Ridícula, patética, inconveniente. Qualquer desses termos define a reação do presidente Jair Bolsonaro ao ser confrontado, ontem, com a primeira onda de protestos na sua gestão, tendo como pretexto o bloqueio de recursos para a Educação, mais precisamente para as universidades federais. O governo, como sempre, deu um show de trapalhadas, tanto da parte de Bolsonaro, que fugiu para os Estados Unidos em missão não-oficial e buscou o afago do ex-presidente George Bush, figura que tem influência zero na conjuntura internacional, como da parte do ministro da Educação, Abraham Weintraub, escolhido sob medida para executar o projeto de desmonte do ensino no Brasil.

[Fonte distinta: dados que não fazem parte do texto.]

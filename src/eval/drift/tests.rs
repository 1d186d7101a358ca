//! Tests for drift detection module.

use approx::assert_relative_eq;

use super::*;
use crate::dataset::Column;
use crate::error::Error;

fn numeric(name: &str, range: std::ops::Range<i32>) -> Column {
    Column::from_f64(name, range.map(f64::from))
}

fn labels(name: &str, values: impl IntoIterator<Item = usize>) -> Column {
    Column::from_labels(name, values.into_iter().map(|v| v.to_string()))
}

#[test]
fn test_test_kind_names_roundtrip() {
    for kind in [TestKind::KolmogorovSmirnov, TestKind::ChiSquare, TestKind::ChiSquareContingency] {
        assert_eq!(TestKind::from_name(kind.name()), Some(kind));
    }
    assert_eq!(TestKind::KolmogorovSmirnov.name(), "KS-test");
    assert_eq!(TestKind::ChiSquare.name(), "Chi-square");
    assert_eq!(TestKind::from_name("PSI"), None);
}

#[test]
fn test_default_config() {
    let config = DriftConfig::default();
    assert_relative_eq!(config.significance, 0.05);
    assert_eq!(config.categorical_test, CategoricalTest::GoodnessOfFit);
    assert_relative_eq!(config.epsilon, 1e-8);
}

// =============================================================================
// Statistical kernels
// =============================================================================

#[test]
fn test_ks_statistic_handles_ties() {
    let d = ks_statistic(&[1.0, 1.0, 2.0], &[1.0, 2.0, 2.0]);
    assert_relative_eq!(d, 1.0 / 3.0, epsilon = 1e-12);
}

#[test]
fn test_ks_statistic_disjoint_samples() {
    let d = ks_statistic(&[1.0, 2.0, 3.0], &[10.0, 11.0]);
    assert_relative_eq!(d, 1.0);
}

#[test]
fn test_ks_p_value_bounds() {
    assert_relative_eq!(ks_p_value(0.0), 1.0);
    assert_relative_eq!(ks_p_value(0.01), 1.0);
    // Critical value of the Kolmogorov distribution at alpha = 0.05
    assert_relative_eq!(ks_p_value(1.358), 0.05, epsilon = 1e-3);
    assert!(ks_p_value(3.0) < 1e-6);
    assert!(ks_p_value(0.8) > ks_p_value(1.2));
}

#[test]
fn test_ks_exact_p_value_small_samples() {
    // Only 2 of the C(6, 3) = 20 orderings separate the samples completely
    assert_relative_eq!(ks_exact_p_value(3, 3, 1.0), 0.1, epsilon = 1e-12);
    assert_relative_eq!(ks_exact_p_value(5, 5, 0.6), 5.0 / 14.0, epsilon = 1e-12);
    assert_relative_eq!(ks_exact_p_value(4, 4, 0.0), 1.0);
}

#[test]
fn test_ks_two_sample_switches_to_asymptotic() {
    let small: Vec<f64> = (0..50).map(f64::from).collect();
    let shifted: Vec<f64> = (10..60).map(f64::from).collect();
    let (d, p) = ks_two_sample(&small, &shifted);
    assert_relative_eq!(d, 0.2);
    assert_relative_eq!(p, ks_exact_p_value(50, 50, 0.2), epsilon = 1e-12);

    let large: Vec<f64> = (0..200).map(f64::from).collect();
    let large_shifted: Vec<f64> = (40..240).map(f64::from).collect();
    assert!(large.len() * large_shifted.len() > KS_EXACT_MAX_CELLS);
    let (d, p) = ks_two_sample(&large, &large_shifted);
    let sqrt_ne = (200.0f64 * 200.0 / 400.0).sqrt();
    assert_relative_eq!(p, ks_p_value((sqrt_ne + 0.12 + 0.11 / sqrt_ne) * d), epsilon = 1e-12);
}

#[test]
fn test_chi_square_sf_matches_tables() {
    assert_relative_eq!(chi_square_sf(3.841_458_8, 1), 0.05, epsilon = 1e-6);
    assert_relative_eq!(chi_square_sf(9.487_729, 4), 0.05, epsilon = 1e-6);
    assert_relative_eq!(chi_square_sf(0.0, 3), 1.0);
    assert_relative_eq!(chi_square_sf(5.0, 0), 1.0);
}

#[test]
fn test_align_counts_union_of_labels() {
    let left = value_counts(["North", "North", "East"]);
    let right = value_counts(["West", "North"]);
    let (l, r) = align_counts(&left, &right);
    // Labels sorted: East, North, West
    assert_eq!(l, vec![1.0, 2.0, 0.0]);
    assert_eq!(r, vec![0.0, 1.0, 1.0]);
}

#[test]
fn test_rescale_expected_matches_observed_total() {
    let expected = rescale_expected(&[10.0, 30.0], &[1.0, 1.0], 1e-8);
    assert_eq!(expected, vec![20.0, 20.0]);
}

#[test]
fn test_rescale_expected_replaces_zero_cells() {
    let expected = rescale_expected(&[10.0, 30.0], &[4.0, 0.0], 1e-8);
    assert_relative_eq!(expected[0], 40.0);
    assert_relative_eq!(expected[1], 1e-8);
}

#[test]
fn test_zero_sum_incoming_is_epsilon_adjusted() {
    // North: 10 vs 0, South: 0 vs 0
    let observed = [10.0, 0.0];
    let expected = rescale_expected(&observed, &[0.0, 0.0], 1e-8);
    assert_relative_eq!(expected[0], 5.0, epsilon = 1e-9);
    assert_relative_eq!(expected[1], 5.0, epsilon = 1e-9);

    let (stat, p) = chi_square_goodness_of_fit(&observed, &expected);
    assert!(stat.is_finite());
    assert!(p.is_finite());
    assert_relative_eq!(stat, 10.0, epsilon = 1e-6);
    assert!((0.0..=1.0).contains(&p));
}

#[test]
fn test_contingency_is_symmetric() {
    let a = [30.0, 10.0, 5.0];
    let b = [10.0, 30.0, 5.0];
    let (s1, p1) = chi_square_contingency(&a, &b);
    let (s2, p2) = chi_square_contingency(&b, &a);
    assert_relative_eq!(s1, s2, epsilon = 1e-12);
    assert_relative_eq!(p1, p2, epsilon = 1e-12);
    assert!(p1 < 0.05);
}

#[test]
fn test_round4() {
    assert_relative_eq!(round4(0.123_456), 0.1235);
    assert_relative_eq!(round4(1.0), 1.0);
    assert_relative_eq!(round4(0.000_04), 0.0);
}

// =============================================================================
// Detector: continuous path
// =============================================================================

#[test]
fn test_ks_same_distribution() {
    let detector = DriftDetector::default();
    let record = detector.compare_column(&numeric("size_sqft", 0..100), &numeric("size_sqft", 0..100)).unwrap();

    assert_eq!(record.test, TestKind::KolmogorovSmirnov);
    assert_eq!(record.statistic, Some(0.0));
    assert_eq!(record.p_value, Some(1.0));
    assert!(!record.drift_detected);
    assert_eq!(record.status(), DriftStatus::Evaluated);
}

#[test]
fn test_ks_shifted_distribution_drifts() {
    let detector = DriftDetector::default();
    let record = detector.compare_column(&numeric("price", 0..100), &numeric("price", 50..150)).unwrap();

    assert_eq!(record.statistic, Some(0.5));
    assert!(record.p_value.unwrap() < 0.05);
    assert!(record.drift_detected);
}

#[test]
fn test_ks_few_incoming_rows_use_exact_p_value() {
    let detector = DriftDetector::default();
    let record = detector
        .compare_column(&Column::from_f64("price", [1.0, 2.0, 3.0]), &Column::from_f64("price", [4.0, 5.0, 6.0]))
        .unwrap();

    assert_eq!(record.statistic, Some(1.0));
    assert_eq!(record.p_value, Some(0.1));
    assert!(!record.drift_detected);
}

#[test]
fn test_ks_constant_columns_are_evaluated() {
    let detector = DriftDetector::default();
    let same = detector
        .compare_column(&Column::from_f64("n_rooms", [4.0; 30]), &Column::from_f64("n_rooms", [4.0; 30]))
        .unwrap();
    assert_eq!(same.status(), DriftStatus::Evaluated);
    assert_eq!(same.statistic, Some(0.0));
    assert_eq!(same.p_value, Some(1.0));

    let moved = detector
        .compare_column(&Column::from_f64("n_rooms", [4.0; 30]), &Column::from_f64("n_rooms", [5.0; 30]))
        .unwrap();
    assert_eq!(moved.statistic, Some(1.0));
    assert!(moved.drift_detected);
}

#[test]
fn test_ks_drops_missing_values_independently() {
    let detector = DriftDetector::default();
    let reference = Column::numeric("flat_age", vec![Some(1.0), None, Some(2.0), Some(3.0)]);
    let incoming = Column::numeric("flat_age", vec![None, Some(1.0), Some(2.0), Some(f64::NAN), Some(3.0)]);

    let record = detector.compare_column(&reference, &incoming).unwrap();
    assert_eq!(record.statistic, Some(0.0));
    assert!(!record.drift_detected);
}

#[test]
fn test_ks_empty_side_is_insufficient_data() {
    let detector = DriftDetector::default();
    let reference = numeric("build_year", 1980..2000);
    let incoming = Column::numeric("build_year", vec![None, None]);

    let record = detector.compare_column(&reference, &incoming).unwrap();
    assert_eq!(record.status(), DriftStatus::InsufficientData);
    assert_eq!(record.statistic, None);
    assert_eq!(record.p_value, None);
    assert!(!record.drift_detected);
}

#[test]
fn test_significance_is_configurable() {
    // D = 0.2 over 50 samples per side gives p around 0.24
    let reference = numeric("size_per_room", 0..50);
    let incoming = numeric("size_per_room", 10..60);

    let strict = DriftDetector::default().compare_column(&reference, &incoming).unwrap();
    assert!(!strict.drift_detected);

    let loose = DriftDetector::new(DriftConfig { significance: 0.5, ..Default::default() })
        .compare_column(&reference, &incoming)
        .unwrap();
    assert!(loose.drift_detected);
    assert_eq!(strict.p_value, loose.p_value);
}

#[test]
fn test_incoming_labels_cast_to_reference_numeric() {
    let detector = DriftDetector::default();
    let reference = Column::from_f64("n_bedrooms", [2.0, 3.0, 4.0]);
    let incoming = Column::from_labels("n_bedrooms", ["2", "3", "4"]);

    let record = detector.compare_column(&reference, &incoming).unwrap();
    assert_eq!(record.test, TestKind::KolmogorovSmirnov);
    assert_eq!(record.statistic, Some(0.0));
}

// =============================================================================
// Detector: categorical path
// =============================================================================

#[test]
fn test_chi_square_same() {
    let detector = DriftDetector::default();
    let data = labels("region", (0..100).map(|i| i % 5));
    let record = detector.compare_column(&data, &data).unwrap();

    assert_eq!(record.test, TestKind::ChiSquare);
    assert_eq!(record.statistic, Some(0.0));
    assert_eq!(record.p_value, Some(1.0));
    assert!(!record.drift_detected);
}

#[test]
fn test_chi_square_different() {
    let detector = DriftDetector::default();
    let reference = labels("region", (0..100).map(|i| i % 5));
    let incoming = labels("region", (0..100).map(|_| 0));

    let record = detector.compare_column(&reference, &incoming).unwrap();
    assert!(record.statistic.unwrap() > 1e6);
    assert_eq!(record.p_value, Some(0.0));
    assert!(record.drift_detected);
}

#[test]
fn test_chi_square_is_not_symmetric() {
    let detector = DriftDetector::default();
    let uniform = labels("area", (0..100).map(|i| i % 5));
    let skewed = labels("area", (0..100).map(|_| 0));

    let forward = detector.compare_column(&uniform, &skewed).unwrap();
    let backward = detector.compare_column(&skewed, &uniform).unwrap();
    assert_ne!(forward.statistic, backward.statistic);
    assert_eq!(backward.statistic, Some(400.0));
}

#[test]
fn test_chi_square_all_missing_incoming_is_finite() {
    let detector = DriftDetector::default();
    let reference = Column::from_labels("region", vec!["North"; 10]);
    let incoming = Column::categorical("region", vec![None; 6]);

    let record = detector.compare_column(&reference, &incoming).unwrap();
    assert_eq!(record.status(), DriftStatus::Evaluated);
    let p = record.p_value.unwrap();
    assert!(p.is_finite());
    assert!((0.0..=1.0).contains(&p));
}

#[test]
fn test_chi_square_empty_reference_is_insufficient_data() {
    let detector = DriftDetector::default();
    let reference = Column::categorical("district", vec![None; 3]);
    let incoming = Column::from_labels("district", ["D19", "D20"]);

    let record = detector.compare_column(&reference, &incoming).unwrap();
    assert_eq!(record.status(), DriftStatus::InsufficientData);
    assert!(!record.drift_detected);
}

#[test]
fn test_contingency_mode() {
    let detector = DriftDetector::new(DriftConfig {
        categorical_test: CategoricalTest::Contingency,
        ..Default::default()
    });
    let uniform = labels("room_type", (0..100).map(|i| i % 4));
    let skewed = labels("room_type", (0..100).map(|i| if i < 70 { 0 } else { i % 4 }));

    let forward = detector.compare_column(&uniform, &skewed).unwrap();
    let backward = detector.compare_column(&skewed, &uniform).unwrap();
    assert_eq!(forward.test, TestKind::ChiSquareContingency);
    assert_eq!(forward.statistic, backward.statistic);
    assert!(forward.drift_detected);

    let same = detector.compare_column(&uniform, &uniform).unwrap();
    assert_eq!(same.p_value, Some(1.0));

    let empty = Column::categorical("room_type", vec![None; 2]);
    let record = detector.compare_column(&uniform, &empty).unwrap();
    assert_eq!(record.status(), DriftStatus::InsufficientData);
}

#[test]
fn test_results_are_rounded_to_four_decimals() {
    let detector = DriftDetector::default();
    let records = [
        detector.compare_column(&numeric("a", 0..37), &numeric("a", 5..61)).unwrap(),
        detector
            .compare_column(&labels("b", (0..91).map(|i| i % 3)), &labels("b", (0..57).map(|i| i % 4)))
            .unwrap(),
    ];
    for record in &records {
        for value in [record.statistic.unwrap(), record.p_value.unwrap()] {
            let scaled = value * 10_000.0;
            assert!((scaled - scaled.round()).abs() < 1e-6, "{value} has more than 4 decimals");
        }
    }
}

#[test]
fn test_non_finite_statistic_is_an_error() {
    let detector = DriftDetector::default();
    let reference = Column::from_f64("price", [1.0, f64::INFINITY]);
    let incoming = Column::from_f64("price", [f64::NEG_INFINITY, 2.0]);
    // Infinite values sort fine, so KS stays finite
    assert!(detector.compare_column(&reference, &incoming).is_ok());

    let err = Error::statistics("price", "nan");
    assert_eq!(err.code(), "E020");
}

#[test]
fn test_drift_summary() {
    let records = vec![
        DriftRecord {
            column: "price".into(),
            test: TestKind::KolmogorovSmirnov,
            statistic: Some(0.5),
            p_value: Some(0.01),
            drift_detected: true,
        },
        DriftRecord {
            column: "region".into(),
            test: TestKind::ChiSquare,
            statistic: Some(0.1),
            p_value: Some(0.3),
            drift_detected: false,
        },
        DriftRecord::insufficient("build_year", TestKind::KolmogorovSmirnov),
    ];

    let summary = DriftDetector::summary(&records);
    assert_eq!(summary.total_columns, 3);
    assert_eq!(summary.drifted_columns, 1);
    assert_eq!(summary.insufficient_columns, 1);
    assert!(summary.has_drift());
    assert!((summary.drift_percentage() - 33.33).abs() < 0.01);
}

#[test]
fn test_drift_summary_empty() {
    let summary = DriftSummary::from_records(&[]);
    assert!(!summary.has_drift());
    assert_relative_eq!(summary.drift_percentage(), 0.0);
}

Na falta de argumentos, o presidente partiu para o insulto, o achincalhe, a linguagem de baixo calão, qualificando de idiotas e imbecis os manifestantes que apinharam as ruas em grandes, médias e pequenas Capitais do país e em outras localidades. A causa da mobilização, por si só, era aglutinadora, já que é universal o consenso sobre a importância da Educação para crescimento dos povos ou das sociedades. Bolsonaro, que tem ficado na contramão de avanços históricos, mesmo nos países cujos governos admira, reverberou a obsessão ideológica que deseja ver impregnada em tudo que não seja do interesse ou do agrado seus. Insinuou que havia uma massa manipulada pelo Partido dos Trabalhadores, tentando, com isto, partidarizar o movimento de grandes dimensões que se espalhou Brasil afora ontem.
Havia eleitores e militantes do PT participando das manifestações. Havia mais: havia líderes e detentores de mandato filiados ao petismo engajados nos protestos, como o ex-candidato a presidente da República, Fernando Haddad, que é professor, e a presidente nacional da agremiação, Gleisi Hoffmann, que opera como alto-falante do ex-presidente Luiz Inácio Lula da Silva, atualmente recolhido a uma cela na Superintendência da Polícia Federal em Curitiba. Ante a constatação das presenças dessas figuras, cabe perguntar: E daí? Manifestações públicas estão abertas a quem quer que seja. O erro de cálculo de Bolsonaro foi imaginar que havia apenas petistas teleguiados nas manifestações de ontem. Fosse assim, Haddad teria sido eleito presidente, não ele. Afinal, as concentrações foram grandiosas, de uma amplitude que é impossível ignorar sem a intenção de brigar com fatos.
O governo enrola-se em tentar explicar à sociedade a diferença entre cortes e contingenciamento de recursos. Essa coreografia é pura babaquice. Bolsonaro e seus acólitos já se disse, mas é sempre bom repetir não têm apreço pela Educação, não têm apreço pela Cultura, não têm apreço pela atividade artística. É um governo avesso a tudo quanto represente avanço civilizatório. No reverso da medalha, é o governo sintonizado com o retrocesso, inclusive tecnológico, com o tempo do arado, saudosista da repressão, quem sabe dos Atos Institucionais, produzidos no recôndito das trevas políticas e culturais brasileiras, com mais ênfase no período da ditadura militar instaurada em 1964 e cujo desfecho, por pressão popular, deu-se em 1985.
A reação estúpida do presidente contribuiu apenas para aprofundar o isolamento, o fosso que separa o seu governo da população. Em pouquíssimo tempo de mandato, Bolsonaro já se defronta com o povo nas ruas e é o receio da mobilização popular que leva o governo a gestos tresloucados, a declarações estapafúrdias, a atestados de burrice e ignorância. A gigantesca mobilização de ontem pode ter sido o prenúncio de uma vaga incontrolável de hostilidades, da parte de diferentes segmentos que também não têm motivo algum para se alegrar com o governo Bolsonaro a ponto de incensá-lo. O corolário das manifestações de protesto pode estar sendo guardado para a votação da reforma da Previdência, tema em que o governo está encalacrado junto à sua própria base. Teríamos, então, o tiro de misericórdia na confiança nesse governo que está aí.
Havia uma vã ilusão da parte dos eleitores do capitão reformado de que ele pudesse ser o vetor de transformações objetivas do interesse da população brasileira. Essa impressão começa a ser desfeita pelos próprios eleitores de tal sorte que já circulam bolsas de apostas sobre quanto tempo ainda pode durar a Era do falso Mito. A pretexto de combater os danos causados pelas gestões petistas de Lula da Silva e Dilma Rousseff, Bolsonaro está investindo no Caos. O Brasil está atento a isso e talvez ele não saiba.